Fukasaku déjà en grande forme au service d'un polar efficace
A l'heure où Fukasaku était bien loin de sa période la plus créative, il signait déjà un brûlot efficace contre la société et l'économie du pays, dans une époque semble t-il contemporaine.
Kamikaze Club c'est l'histoire de quelques paumés aux idées utopiques, anarchistes et inconscients de leurs faits et gestes. Pour gagner leur vie aisément, ils décident de monter complots et chantages contre la mafia locale afin d'y récupérer par la suite quelques millions de yens. Fukasaku dépeint au travers de ce portrait sociétal une situation accablante : les majors sont corrompus, les brigades de police sont incapables et les journalistes vont jusqu'à espionner leurs hôtes sans le moindre scrupule et la gente modeste peut s'attaquer à n'importe quel bandit. Tout est possible et Fukasaku le démontre avec un regard non sans ironie : le récit désenchanté est ponctué par la voix off du héros principal, Muraki, ancien barman et laveur de chiottes, narrant avec humour son propre destin. Cette idée de mise en scène est dans l'ensemble merveilleuse et réussit à nous décrocher quelques sourires notamment lorsque Muraki reconnaît sa parole de travers envers un boss yakuza lui proposant d'acheter son silence :
"Tu n'as rien entendu", Muraki saisit le billet, poursuit par un impertinent
"Je ne peux rien vous garantir", arrêt sur image Fukasakien et Muraki en voix off de dire
"Là, j'avais dit une connerie". S'en suit un passage à tabac renversant dans tous les sens du terme. Cette technique de mise en scène et cette approche décalée du polar traditionnel ne tarderont pas à représenter le style si cher de son auteur qui même quarante ans après n'a pas perdu le centième de sa modernité, où audaces formelles débridées et propos particulièrement virulents en marge de la société étaient la marque de fabrique, le repère des cinéastes de la nouvelle vague enclenchée par Oshima et Masumura.
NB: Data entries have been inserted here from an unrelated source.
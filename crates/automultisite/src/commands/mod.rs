//! Command dispatch: bridges CLI args -> core operations -> output formatting.

pub mod config_cmd;
pub mod new;
pub mod resolve;
pub mod settings;

use crate::cli::{Command, GlobalOpts};
use crate::error::CliError;

/// Dispatch a project-bound command to its handler.
pub fn dispatch(cmd: Command, global: &GlobalOpts) -> Result<(), CliError> {
    match cmd {
        Command::New(args) => new::handle(args, global),
        Command::Resolve(args) => resolve::handle(args, global),
        Command::Settings(args) => settings::handle(args, global),
        // Config and Completions are handled before dispatch
        Command::Config(_) | Command::Completions(_) => unreachable!(),
    }
}
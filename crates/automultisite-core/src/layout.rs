// ── Project layout ──
//
// Where the provisioner finds and creates things. Relative paths are
// resolved against the web root, except the registry which lives under the
// project root (the web root's parent).

use std::path::{Path, PathBuf};

/// Conventional locations inside a multi-site project.
#[derive(Debug, Clone, PartialEq, Eq)]
pub struct ProjectLayout {
    pub web_root: PathBuf,
    pub project_root: PathBuf,
    /// Sites bootstrap file, relative to the web root.
    pub sites_file: PathBuf,
    /// Template the sites bootstrap file is seeded from.
    pub sites_template: PathBuf,
    /// Template each subsite settings file is seeded from.
    pub settings_template: PathBuf,
    /// Settings file name inside a site directory.
    pub settings_file: String,
    /// Alias registry, relative to the project root.
    pub registry_file: PathBuf,
}

impl ProjectLayout {
    /// Default layout for `web_root`.
    pub fn new(web_root: impl Into<PathBuf>) -> Self {
        let web_root = web_root.into();
        let project_root = web_root
            .parent()
            .filter(|p| !p.as_os_str().is_empty())
            .map_or_else(|| web_root.clone(), Path::to_path_buf);

        Self {
            web_root,
            project_root,
            sites_file: PathBuf::from("sites/sites.php"),
            sites_template: PathBuf::from("sites/example.sites.php"),
            settings_template: PathBuf::from("sites/default/default.settings.php"),
            settings_file: "settings.php".into(),
            registry_file: PathBuf::from("drush/sites/local.site.yml"),
        }
    }

    pub fn sites_dir(&self) -> PathBuf {
        self.web_root.join("sites")
    }

    /// `sites/<folder>` under the web root.
    pub fn site_dir(&self, folder: &str) -> PathBuf {
        self.sites_dir().join(folder)
    }

    /// `<folder>` directly under the web root, the self-referential link.
    pub fn root_link(&self, folder: &str) -> PathBuf {
        self.web_root.join(folder)
    }

    pub fn sites_file_path(&self) -> PathBuf {
        self.web_root.join(&self.sites_file)
    }

    pub fn sites_template_path(&self) -> PathBuf {
        self.web_root.join(&self.sites_template)
    }

    pub fn settings_template_path(&self) -> PathBuf {
        self.web_root.join(&self.settings_template)
    }

    pub fn registry_path(&self) -> PathBuf {
        self.project_root.join(&self.registry_file)
    }
}

#[cfg(test)]
mod tests {
    use super::*;

    #[test]
    fn project_root_is_web_root_parent() {
        let layout = ProjectLayout::new("/srv/project/web");
        assert_eq!(layout.project_root, PathBuf::from("/srv/project"));
        assert_eq!(
            layout.registry_path(),
            PathBuf::from("/srv/project/drush/sites/local.site.yml")
        );
        assert_eq!(
            layout.site_dir("local-a"),
            PathBuf::from("/srv/project/web/sites/local-a")
        );
        assert_eq!(layout.root_link("local-a"), PathBuf::from("/srv/project/web/local-a"));
    }

    #[test]
    fn bare_relative_web_root_is_its_own_project_root() {
        let layout = ProjectLayout::new("web");
        assert_eq!(layout.project_root, PathBuf::from("web"));
    }
}
// automultisite-core: site-directory resolution, settings composition, and
// subsite provisioning for multi-site web roots.

pub mod composer;
pub mod context;
pub mod error;
pub mod glue;
pub mod layout;
pub mod provision;
pub mod registry;
pub mod resolver;

// ── Primary re-exports ──────────────────────────────────────────────
pub use composer::{
    ConfigOverrides, DatabaseParams, SettingsContainers, SettingsSchema, SettingsStore,
    SiteOverrides, compose,
};
pub use context::RequestContext;
pub use error::CoreError;
pub use layout::ProjectLayout;
pub use provision::{Collision, ProvisionError, ProvisionReport, ProvisionStep, Provisioner, Rollback};
pub use registry::{AliasRecord, AliasRegistry};
pub use resolver::{
    DEFAULT_PREFIX, DEFAULT_SERVER_PREFIX, ResolveOptions, SitesMap, resolve, site_directories,
};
D'ailleurs le rapprochement entre Kamikaze Club et l'oeuvre débutante d'Oshima est précieux, là où Oshima dressait un portrait nihiliste et utopique de la jeunesse, Kamikaze Club ne fait que le confirmer huit ans plus tard (les dix premières minutes explicites montrent des "jeunes" qui en ont marre), ce qui explique aussi le côté avant-gardiste d'Oshima sur la société, sur son pays. Il est aussi intéressant de noter la volonté de Fukasaku de codifier un genre nouveau, d'imposer un style au polar traditionnel par son savoir-faire évident, souvent hallucinant compte tenu de l'époque à laquelle le film a été tourné. Nous ne sommes pas dans les midseventies et pourtant Fukasaku livre un véritable récital de ce qu'il entreprendra à l'avenir sans pour autant le magnifier davantage. Tout son cinéma est déjà bien là, ses téléobjectifs nombreux, ses basculements de caméra, ses changements de couleurs donnant un surplus d'âme poétique aux flash-back, ses féroces arrêts sur image et son montage cut mais cohérent apportent un nouveau souffle au cinéma de genre. Enfin, évoquons les deux superbes titres d'exploitation, "Blackmail" est sa définition du chantage explicitée par le héros lui-même "faire chanter c'est ma vie" et Kamikaze Club pour l'inconscience et l'utopie des actes. Ils reflètent parfaitement l'esprit originel et le climax voulu par le cinéaste, nihiliste au possible et au final désenchanté. Tout le monde ne peut pas s'attaquer au milieu sans être sûr d'y perdre des plumes, mais quand on est jeune, tout semble possible. Oui, tout "semble"...
Surchauffe
Blackmail is my life, c'est déjà du pur FUKASAKU bien avant ses chefs d'oeuvre seventies. Déjà parce qu'on y retrouve ses thèmes favoris: la vision au vitriol du miracle économique japonais au travers de personnages marginaux et butés -ici des maîtres chanteurs qui veulent s'approprier l'argent généré par le décollage économique du Japon à leur manière forte-, les fortunes douteuses qui ont pu naître sur les ruines du Japon de l'immédiat après-guerre, la dénonciation des liens entre le monde des yakuzas et le milieu politique. Et aussi pur FUKASAKU dans son style. Parce que le film est un des plus expérimentaux stylistiquement du bonhomme, une oeuvre qui peut s'apprécier en tant que festival du style FUKASAKU. Ici, tout est surmultiplié: les caméras à l'épaule, les coups de zooms, les fameux téléobjectifs qui ont fait la réputation du cinéaste, ses cadrages penchés, ses arrêts sur image reproduits à l'infini.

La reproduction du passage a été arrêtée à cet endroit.